=== Begin Enclosure ===
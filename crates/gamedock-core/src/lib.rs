//! # Gamedock Core
//!
//! Agent engine for the Gamedock deployment protocol: the device-side
//! half that pairs with a hub, authenticates it, and receives chunked
//! game uploads.
//!
//! This crate provides:
//! - Pairing state machine with rate-limited code verification
//! - Persisted hub-authorization store with constant-time token checks
//! - Single-slot chunked upload sessions with staged, atomic installs
//! - Bounded per-topic event queues for an optional on-device observer
//! - The per-connection protocol engine and TCP server
//!
//! ## Architecture
//!
//! ```text
//! ┌─────────────────────────────────────────────────────────────────┐
//! │                        AgentServer                               │
//! │   (TCP accept loop, one serviced connection, maintenance)       │
//! ├─────────────────────────────────────────────────────────────────┤
//! │                     ConnectionEngine                             │
//! │   (phase machine + envelope dispatch, transport-free)           │
//! ├────────────────┬──────────────────┬─────────────────────────────┤
//! │ PairingManager │  UploadManager   │  Library                    │
//! │ (codes, tokens,│  (staging I/O,   │  (installed artifacts)      │
//! │  lockout)      │   finalization)  │                             │
//! ├────────────────┴──────────────────┴─────────────────────────────┤
//! │                        EventQueue                                │
//! │   (bounded per-topic FIFOs toward the observer)                 │
//! └─────────────────────────────────────────────────────────────────┘
//! ```

#![warn(missing_docs)]
#![warn(clippy::all)]

pub mod config;
pub mod engine;
pub mod error;
pub mod events;
pub mod identity;
pub mod library;
pub mod pairing;
pub mod server;
pub mod store;
pub mod upload;

pub use config::AgentConfig;
pub use engine::{Action, AgentState, ConnectionEngine, Phase};
pub use error::{AgentError, Result};
pub use events::{EventEntry, EventQueue, OperationEvent, Topic};
pub use identity::{AGENT_VERSION, Advertisement, AgentIdentity};
pub use library::{InstalledGame, Library};
pub use pairing::{HubInfo, PairingConfig, PairingManager};
pub use server::{AgentHandle, AgentServer};
pub use store::{AuthorizedHub, HubToken, TokenStore};
pub use upload::{ChunkAckInfo, SessionState, UploadConfig, UploadManager, UploadStatus};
=== End Enclosure ===
§ WHAT THE TASK ASKS
Show every line above where "protocol" is found.

§ RESULT FOR THIS TASK
//! Agent engine for the Gamedock deployment protocol: the device-side
//! - The per-connection protocol engine and TCP server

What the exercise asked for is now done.